Scan the entries for the word "VcHeader" and return every line that has it.

(SOURCE DATA)

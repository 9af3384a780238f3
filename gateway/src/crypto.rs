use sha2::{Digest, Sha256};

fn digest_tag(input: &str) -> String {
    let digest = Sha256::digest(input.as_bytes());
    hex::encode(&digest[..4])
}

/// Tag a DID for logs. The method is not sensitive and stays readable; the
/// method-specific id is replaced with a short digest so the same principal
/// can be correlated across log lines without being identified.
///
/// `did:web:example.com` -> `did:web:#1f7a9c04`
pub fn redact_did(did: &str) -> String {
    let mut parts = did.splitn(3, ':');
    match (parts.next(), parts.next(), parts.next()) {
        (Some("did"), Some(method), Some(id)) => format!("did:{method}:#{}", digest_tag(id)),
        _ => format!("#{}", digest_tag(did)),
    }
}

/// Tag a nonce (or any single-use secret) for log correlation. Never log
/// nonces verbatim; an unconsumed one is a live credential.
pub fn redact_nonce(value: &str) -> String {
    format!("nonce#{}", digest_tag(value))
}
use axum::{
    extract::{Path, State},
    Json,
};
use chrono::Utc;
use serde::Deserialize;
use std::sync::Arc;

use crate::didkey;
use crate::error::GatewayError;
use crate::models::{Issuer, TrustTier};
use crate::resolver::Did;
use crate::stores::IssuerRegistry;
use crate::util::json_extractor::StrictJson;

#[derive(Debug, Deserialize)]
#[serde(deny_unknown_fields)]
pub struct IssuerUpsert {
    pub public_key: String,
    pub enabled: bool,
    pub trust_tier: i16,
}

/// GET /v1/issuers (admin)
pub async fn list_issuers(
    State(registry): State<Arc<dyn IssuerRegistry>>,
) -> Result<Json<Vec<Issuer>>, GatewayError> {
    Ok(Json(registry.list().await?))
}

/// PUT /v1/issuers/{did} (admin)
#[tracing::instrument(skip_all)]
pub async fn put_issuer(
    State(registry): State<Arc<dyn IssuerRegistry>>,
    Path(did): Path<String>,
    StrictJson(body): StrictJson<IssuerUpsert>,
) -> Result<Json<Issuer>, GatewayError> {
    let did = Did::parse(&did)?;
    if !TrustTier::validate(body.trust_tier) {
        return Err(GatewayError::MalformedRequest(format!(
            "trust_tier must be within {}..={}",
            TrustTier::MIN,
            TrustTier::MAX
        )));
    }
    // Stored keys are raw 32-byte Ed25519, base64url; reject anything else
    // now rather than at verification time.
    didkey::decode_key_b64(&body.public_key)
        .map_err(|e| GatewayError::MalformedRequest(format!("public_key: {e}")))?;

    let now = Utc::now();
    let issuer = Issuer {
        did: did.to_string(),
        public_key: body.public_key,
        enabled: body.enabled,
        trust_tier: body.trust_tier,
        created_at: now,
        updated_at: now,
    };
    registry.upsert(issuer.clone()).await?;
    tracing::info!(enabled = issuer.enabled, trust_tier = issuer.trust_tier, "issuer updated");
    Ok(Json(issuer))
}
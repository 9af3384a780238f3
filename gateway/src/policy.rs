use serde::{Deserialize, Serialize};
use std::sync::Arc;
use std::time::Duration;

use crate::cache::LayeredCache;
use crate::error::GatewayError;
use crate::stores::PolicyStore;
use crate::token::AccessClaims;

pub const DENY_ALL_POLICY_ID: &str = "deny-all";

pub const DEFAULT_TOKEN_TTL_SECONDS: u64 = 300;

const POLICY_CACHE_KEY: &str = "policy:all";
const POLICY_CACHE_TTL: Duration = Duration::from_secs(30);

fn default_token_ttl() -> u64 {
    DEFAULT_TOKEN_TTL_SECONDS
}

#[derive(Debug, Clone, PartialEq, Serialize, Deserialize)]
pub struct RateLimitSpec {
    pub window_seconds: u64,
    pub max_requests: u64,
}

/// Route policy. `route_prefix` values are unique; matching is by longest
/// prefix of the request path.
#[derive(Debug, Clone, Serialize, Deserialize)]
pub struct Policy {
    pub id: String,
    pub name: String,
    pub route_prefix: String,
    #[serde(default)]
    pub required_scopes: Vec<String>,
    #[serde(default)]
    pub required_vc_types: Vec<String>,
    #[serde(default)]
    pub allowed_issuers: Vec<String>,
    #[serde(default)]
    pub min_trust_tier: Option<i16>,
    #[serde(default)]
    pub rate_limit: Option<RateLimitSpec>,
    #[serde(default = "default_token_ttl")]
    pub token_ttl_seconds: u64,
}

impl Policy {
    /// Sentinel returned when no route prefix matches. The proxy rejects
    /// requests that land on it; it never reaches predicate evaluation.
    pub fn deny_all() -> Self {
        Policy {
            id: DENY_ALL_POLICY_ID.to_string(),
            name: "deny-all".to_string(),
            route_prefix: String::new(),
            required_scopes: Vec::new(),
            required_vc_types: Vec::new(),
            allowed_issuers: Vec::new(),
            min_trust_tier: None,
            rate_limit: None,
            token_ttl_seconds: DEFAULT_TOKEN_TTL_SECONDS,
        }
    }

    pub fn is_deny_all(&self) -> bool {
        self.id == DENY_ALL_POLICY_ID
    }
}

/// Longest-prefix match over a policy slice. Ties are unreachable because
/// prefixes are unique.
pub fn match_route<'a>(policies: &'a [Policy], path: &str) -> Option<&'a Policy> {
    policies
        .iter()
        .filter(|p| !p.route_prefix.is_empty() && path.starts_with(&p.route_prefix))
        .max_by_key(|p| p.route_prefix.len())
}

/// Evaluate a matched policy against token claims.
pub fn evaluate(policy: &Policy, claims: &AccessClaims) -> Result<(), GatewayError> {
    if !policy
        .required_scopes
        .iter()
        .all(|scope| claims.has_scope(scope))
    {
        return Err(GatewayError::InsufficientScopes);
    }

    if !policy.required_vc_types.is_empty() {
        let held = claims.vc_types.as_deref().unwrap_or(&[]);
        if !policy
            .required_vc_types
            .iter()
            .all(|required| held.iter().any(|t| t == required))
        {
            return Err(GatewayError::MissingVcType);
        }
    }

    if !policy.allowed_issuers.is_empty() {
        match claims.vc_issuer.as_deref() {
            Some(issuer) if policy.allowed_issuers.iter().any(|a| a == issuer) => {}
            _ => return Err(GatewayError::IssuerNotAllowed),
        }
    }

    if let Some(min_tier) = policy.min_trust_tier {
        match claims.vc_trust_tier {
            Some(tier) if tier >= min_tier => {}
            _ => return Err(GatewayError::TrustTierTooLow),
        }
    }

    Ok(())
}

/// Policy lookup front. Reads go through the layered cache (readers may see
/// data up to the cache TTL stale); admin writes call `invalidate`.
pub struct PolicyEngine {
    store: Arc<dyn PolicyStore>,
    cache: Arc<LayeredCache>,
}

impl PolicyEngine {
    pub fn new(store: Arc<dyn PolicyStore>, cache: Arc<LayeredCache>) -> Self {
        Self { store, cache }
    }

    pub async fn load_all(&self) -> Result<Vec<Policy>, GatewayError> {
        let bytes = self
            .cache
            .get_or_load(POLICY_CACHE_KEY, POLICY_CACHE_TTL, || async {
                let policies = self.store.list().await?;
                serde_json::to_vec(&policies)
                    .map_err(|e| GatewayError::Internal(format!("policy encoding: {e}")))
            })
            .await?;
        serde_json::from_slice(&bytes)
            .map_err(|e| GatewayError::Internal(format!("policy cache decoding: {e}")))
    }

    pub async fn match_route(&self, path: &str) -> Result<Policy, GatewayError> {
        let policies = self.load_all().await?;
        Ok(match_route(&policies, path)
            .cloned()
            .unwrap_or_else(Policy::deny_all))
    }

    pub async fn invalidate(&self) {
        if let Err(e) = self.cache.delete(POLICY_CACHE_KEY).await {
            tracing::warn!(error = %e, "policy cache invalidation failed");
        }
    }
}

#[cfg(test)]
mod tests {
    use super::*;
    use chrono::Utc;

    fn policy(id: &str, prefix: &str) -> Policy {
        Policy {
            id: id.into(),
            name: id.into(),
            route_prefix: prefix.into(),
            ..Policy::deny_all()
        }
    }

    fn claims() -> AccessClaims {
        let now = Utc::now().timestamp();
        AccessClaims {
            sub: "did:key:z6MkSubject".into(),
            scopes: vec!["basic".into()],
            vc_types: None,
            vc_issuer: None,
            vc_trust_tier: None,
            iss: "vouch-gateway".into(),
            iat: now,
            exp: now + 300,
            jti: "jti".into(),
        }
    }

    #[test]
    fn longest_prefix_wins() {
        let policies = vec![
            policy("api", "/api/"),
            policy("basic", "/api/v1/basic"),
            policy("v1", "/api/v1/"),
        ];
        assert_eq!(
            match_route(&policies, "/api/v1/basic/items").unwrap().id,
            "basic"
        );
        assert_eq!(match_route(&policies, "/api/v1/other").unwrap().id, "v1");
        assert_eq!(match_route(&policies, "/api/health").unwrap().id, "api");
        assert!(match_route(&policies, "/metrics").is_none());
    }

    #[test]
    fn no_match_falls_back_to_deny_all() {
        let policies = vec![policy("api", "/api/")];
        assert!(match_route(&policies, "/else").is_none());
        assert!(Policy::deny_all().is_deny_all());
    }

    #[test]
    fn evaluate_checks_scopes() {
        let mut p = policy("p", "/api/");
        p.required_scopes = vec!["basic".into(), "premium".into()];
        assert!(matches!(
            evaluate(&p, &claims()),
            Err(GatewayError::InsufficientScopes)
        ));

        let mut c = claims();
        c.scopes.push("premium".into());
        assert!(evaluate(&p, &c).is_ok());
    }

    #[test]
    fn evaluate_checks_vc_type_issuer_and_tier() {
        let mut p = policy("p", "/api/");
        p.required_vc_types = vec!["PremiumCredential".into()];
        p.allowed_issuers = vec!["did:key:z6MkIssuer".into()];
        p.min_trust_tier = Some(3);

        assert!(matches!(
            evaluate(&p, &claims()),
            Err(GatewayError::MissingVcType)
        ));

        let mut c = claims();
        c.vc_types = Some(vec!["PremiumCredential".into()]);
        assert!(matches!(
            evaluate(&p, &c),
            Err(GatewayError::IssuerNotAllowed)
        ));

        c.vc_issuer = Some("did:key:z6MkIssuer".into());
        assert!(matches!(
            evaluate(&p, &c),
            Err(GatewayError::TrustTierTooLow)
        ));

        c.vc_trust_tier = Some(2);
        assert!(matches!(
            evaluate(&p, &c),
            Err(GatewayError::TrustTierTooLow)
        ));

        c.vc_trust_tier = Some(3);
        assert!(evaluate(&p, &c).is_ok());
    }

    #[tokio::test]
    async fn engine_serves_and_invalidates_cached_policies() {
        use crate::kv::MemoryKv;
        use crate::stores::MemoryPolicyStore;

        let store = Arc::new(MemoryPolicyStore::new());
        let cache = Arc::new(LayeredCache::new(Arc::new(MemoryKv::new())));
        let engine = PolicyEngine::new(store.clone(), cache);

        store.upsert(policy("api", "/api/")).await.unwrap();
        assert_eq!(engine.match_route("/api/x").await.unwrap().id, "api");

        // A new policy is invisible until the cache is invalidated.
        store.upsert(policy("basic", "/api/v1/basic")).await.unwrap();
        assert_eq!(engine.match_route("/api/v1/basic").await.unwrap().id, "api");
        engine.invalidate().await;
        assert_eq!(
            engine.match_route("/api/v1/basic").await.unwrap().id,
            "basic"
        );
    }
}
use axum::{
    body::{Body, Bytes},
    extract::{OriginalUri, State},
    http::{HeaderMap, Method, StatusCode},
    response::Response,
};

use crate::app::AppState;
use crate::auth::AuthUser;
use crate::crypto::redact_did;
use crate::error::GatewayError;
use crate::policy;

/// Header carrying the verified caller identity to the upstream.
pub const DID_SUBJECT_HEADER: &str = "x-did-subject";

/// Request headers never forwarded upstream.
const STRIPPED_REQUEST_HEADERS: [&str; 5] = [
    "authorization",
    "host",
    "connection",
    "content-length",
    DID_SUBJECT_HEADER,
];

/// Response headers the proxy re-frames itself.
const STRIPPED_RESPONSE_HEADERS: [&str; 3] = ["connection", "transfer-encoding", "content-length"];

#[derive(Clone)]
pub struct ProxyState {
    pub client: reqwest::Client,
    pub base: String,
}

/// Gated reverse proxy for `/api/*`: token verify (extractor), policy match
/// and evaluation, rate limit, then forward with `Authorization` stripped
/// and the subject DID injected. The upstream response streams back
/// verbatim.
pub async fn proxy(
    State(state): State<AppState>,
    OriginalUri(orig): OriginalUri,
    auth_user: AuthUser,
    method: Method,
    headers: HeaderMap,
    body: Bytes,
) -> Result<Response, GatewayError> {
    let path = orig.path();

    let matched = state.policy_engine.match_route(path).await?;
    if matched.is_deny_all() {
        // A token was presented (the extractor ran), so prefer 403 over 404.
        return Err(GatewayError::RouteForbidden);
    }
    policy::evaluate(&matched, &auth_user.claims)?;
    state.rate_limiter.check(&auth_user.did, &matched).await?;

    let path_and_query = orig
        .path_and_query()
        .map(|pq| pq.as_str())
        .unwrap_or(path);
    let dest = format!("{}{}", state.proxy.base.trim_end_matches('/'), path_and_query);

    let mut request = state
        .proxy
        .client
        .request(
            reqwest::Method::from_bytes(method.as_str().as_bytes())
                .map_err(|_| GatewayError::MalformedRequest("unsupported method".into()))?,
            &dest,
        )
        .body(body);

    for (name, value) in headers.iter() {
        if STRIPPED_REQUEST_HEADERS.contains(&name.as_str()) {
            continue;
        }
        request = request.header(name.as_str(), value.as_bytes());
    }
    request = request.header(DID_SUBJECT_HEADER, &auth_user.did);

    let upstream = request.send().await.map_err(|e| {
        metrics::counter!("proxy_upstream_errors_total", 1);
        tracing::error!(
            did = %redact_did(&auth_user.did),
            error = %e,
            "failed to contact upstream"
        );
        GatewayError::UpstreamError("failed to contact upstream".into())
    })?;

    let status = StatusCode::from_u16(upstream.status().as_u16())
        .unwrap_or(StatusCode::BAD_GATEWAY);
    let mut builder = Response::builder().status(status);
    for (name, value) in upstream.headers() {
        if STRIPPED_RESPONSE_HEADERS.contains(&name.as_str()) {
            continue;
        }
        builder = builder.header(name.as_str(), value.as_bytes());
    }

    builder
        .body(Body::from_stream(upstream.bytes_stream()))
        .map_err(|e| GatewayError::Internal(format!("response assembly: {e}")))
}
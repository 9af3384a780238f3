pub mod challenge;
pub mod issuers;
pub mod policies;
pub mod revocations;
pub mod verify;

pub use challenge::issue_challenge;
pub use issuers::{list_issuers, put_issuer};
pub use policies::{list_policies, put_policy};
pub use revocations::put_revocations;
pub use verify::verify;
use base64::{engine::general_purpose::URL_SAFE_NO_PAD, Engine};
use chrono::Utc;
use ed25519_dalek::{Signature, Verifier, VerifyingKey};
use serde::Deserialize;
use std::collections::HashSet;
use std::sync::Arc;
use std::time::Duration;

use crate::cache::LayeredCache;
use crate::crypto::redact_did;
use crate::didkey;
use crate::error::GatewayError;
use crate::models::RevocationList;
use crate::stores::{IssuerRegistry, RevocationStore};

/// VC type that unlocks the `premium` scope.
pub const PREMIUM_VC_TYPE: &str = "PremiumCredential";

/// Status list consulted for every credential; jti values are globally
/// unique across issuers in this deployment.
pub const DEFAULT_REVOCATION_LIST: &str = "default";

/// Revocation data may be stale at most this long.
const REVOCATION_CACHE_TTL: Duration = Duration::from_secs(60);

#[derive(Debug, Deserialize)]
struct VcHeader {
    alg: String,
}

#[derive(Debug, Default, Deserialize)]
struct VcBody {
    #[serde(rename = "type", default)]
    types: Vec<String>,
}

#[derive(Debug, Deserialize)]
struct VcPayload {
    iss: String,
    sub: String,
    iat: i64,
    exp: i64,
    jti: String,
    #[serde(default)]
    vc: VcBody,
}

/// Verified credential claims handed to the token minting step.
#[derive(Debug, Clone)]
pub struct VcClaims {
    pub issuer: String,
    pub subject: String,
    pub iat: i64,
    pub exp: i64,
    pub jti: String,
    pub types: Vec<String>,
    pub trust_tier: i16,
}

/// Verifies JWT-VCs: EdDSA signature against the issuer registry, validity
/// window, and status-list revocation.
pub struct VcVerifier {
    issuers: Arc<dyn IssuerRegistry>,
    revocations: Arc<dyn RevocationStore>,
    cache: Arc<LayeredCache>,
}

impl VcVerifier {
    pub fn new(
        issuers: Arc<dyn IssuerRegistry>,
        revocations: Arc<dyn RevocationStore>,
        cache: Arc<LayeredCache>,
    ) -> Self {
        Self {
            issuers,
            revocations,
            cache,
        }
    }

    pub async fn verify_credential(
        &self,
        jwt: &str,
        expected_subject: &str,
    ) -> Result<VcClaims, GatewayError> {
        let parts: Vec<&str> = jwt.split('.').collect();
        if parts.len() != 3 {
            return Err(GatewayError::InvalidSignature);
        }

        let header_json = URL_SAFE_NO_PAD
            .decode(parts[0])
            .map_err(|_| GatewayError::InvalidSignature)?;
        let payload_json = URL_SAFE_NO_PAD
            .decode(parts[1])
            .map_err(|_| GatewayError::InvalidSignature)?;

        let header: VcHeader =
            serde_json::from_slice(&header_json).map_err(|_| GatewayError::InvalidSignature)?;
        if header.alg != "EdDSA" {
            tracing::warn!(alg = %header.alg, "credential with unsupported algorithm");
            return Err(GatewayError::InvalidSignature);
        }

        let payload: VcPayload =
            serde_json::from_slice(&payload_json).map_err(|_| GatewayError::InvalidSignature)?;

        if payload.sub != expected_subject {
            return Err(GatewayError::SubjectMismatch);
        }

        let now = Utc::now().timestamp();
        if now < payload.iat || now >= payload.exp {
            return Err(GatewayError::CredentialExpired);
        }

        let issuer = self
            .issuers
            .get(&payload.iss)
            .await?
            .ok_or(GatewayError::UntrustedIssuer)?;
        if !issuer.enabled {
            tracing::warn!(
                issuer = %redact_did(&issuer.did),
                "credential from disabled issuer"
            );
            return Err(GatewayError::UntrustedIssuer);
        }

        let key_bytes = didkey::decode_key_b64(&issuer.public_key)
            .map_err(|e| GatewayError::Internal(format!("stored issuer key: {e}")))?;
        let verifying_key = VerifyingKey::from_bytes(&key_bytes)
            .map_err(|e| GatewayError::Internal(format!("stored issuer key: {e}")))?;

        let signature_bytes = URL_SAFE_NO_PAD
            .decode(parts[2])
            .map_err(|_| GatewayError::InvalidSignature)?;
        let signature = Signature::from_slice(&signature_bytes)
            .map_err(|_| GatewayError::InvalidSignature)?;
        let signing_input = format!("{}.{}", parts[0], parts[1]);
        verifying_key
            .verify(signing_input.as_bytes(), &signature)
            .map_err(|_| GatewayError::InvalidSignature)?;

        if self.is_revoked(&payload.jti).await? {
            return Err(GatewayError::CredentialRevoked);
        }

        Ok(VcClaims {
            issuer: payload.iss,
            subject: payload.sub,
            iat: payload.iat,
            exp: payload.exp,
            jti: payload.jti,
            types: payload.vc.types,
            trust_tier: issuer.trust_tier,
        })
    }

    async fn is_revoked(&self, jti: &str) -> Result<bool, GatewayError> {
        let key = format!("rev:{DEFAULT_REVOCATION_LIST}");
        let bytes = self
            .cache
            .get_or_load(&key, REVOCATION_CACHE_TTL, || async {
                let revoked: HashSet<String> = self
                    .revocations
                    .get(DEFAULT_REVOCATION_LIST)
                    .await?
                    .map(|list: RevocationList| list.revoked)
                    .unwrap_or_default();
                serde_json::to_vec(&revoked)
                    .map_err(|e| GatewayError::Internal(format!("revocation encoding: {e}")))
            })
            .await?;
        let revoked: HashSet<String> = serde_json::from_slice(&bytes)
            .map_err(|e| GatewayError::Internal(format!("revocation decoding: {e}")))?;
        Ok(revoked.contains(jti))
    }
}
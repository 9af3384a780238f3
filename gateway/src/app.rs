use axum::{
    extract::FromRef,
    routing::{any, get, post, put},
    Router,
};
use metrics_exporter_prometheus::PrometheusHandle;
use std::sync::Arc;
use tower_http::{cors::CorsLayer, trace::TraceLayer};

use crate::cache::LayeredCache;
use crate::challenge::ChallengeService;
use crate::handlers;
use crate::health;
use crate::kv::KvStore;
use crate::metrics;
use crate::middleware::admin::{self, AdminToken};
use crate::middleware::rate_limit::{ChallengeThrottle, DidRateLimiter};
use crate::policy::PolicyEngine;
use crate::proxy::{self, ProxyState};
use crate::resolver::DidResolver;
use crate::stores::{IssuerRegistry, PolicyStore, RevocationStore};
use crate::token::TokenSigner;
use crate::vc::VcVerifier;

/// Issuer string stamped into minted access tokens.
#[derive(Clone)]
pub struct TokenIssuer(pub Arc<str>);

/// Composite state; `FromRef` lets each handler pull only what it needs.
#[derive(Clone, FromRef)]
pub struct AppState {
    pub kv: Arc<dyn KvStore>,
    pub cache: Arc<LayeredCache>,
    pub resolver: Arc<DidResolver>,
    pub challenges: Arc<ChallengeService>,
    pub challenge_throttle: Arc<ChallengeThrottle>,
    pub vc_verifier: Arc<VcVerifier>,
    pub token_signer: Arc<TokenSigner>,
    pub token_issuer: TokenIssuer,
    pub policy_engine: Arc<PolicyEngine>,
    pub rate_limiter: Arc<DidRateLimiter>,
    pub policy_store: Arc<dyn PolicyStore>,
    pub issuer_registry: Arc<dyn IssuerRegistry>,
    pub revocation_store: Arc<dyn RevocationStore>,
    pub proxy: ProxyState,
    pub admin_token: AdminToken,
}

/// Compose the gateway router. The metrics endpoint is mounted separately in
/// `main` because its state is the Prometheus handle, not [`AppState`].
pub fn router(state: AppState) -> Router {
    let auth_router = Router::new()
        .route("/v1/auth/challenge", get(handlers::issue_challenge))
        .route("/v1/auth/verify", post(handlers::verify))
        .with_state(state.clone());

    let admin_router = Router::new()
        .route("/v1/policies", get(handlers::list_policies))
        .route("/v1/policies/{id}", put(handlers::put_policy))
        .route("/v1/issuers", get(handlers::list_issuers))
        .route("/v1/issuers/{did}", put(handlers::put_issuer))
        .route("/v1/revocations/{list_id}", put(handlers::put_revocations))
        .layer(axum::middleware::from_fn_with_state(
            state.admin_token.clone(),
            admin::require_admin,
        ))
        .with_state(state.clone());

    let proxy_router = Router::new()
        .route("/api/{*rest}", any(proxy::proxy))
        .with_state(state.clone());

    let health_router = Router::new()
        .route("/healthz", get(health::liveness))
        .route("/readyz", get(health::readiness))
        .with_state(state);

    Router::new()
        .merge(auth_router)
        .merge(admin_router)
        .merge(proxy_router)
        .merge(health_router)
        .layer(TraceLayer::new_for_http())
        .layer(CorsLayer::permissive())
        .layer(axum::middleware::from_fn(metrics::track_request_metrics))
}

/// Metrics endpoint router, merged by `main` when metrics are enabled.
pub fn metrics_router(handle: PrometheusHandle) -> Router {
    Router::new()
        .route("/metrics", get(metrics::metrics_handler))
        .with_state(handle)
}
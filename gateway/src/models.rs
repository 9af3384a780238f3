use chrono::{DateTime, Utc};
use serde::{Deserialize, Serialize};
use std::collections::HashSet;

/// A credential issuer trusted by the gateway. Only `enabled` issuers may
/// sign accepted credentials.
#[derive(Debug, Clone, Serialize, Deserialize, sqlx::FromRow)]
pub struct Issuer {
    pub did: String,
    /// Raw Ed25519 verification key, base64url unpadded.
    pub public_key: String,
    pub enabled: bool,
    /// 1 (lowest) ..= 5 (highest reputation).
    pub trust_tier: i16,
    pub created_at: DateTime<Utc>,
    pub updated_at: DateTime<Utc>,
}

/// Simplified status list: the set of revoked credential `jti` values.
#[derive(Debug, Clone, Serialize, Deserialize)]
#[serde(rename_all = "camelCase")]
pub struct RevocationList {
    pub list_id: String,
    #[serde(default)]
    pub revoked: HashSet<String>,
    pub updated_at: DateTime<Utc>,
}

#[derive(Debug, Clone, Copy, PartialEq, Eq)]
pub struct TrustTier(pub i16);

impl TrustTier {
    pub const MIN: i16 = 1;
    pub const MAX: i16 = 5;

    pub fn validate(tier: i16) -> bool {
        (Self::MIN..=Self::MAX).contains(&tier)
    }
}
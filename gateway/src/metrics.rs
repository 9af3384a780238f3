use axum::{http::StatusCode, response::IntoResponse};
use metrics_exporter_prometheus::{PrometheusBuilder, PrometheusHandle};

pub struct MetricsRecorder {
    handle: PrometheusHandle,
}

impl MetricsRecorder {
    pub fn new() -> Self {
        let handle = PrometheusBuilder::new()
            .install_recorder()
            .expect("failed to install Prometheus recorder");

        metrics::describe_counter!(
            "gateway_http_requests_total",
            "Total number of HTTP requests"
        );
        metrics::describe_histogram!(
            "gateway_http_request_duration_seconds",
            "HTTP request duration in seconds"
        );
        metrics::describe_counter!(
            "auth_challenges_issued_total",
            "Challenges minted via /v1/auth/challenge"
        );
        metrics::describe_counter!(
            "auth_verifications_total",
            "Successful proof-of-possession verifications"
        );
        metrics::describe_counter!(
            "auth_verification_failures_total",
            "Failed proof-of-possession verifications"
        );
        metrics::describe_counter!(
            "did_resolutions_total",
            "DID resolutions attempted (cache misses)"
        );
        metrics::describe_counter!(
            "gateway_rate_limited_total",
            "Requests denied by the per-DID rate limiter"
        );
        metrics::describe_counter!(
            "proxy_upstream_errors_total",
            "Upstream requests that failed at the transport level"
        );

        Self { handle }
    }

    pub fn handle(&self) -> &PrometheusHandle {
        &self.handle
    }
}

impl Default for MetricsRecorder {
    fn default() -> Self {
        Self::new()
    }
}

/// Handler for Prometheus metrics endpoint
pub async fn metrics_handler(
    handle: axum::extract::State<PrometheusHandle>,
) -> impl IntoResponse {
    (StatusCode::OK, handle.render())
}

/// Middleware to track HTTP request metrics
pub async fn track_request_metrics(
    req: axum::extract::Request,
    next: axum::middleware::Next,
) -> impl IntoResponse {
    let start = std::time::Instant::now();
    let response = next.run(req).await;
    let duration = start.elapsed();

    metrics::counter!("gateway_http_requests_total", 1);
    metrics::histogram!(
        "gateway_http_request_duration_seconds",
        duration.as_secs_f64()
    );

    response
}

(End SOURCE DATA)

## RESPONSE AREA:
struct VcHeader {
        let header: VcHeader =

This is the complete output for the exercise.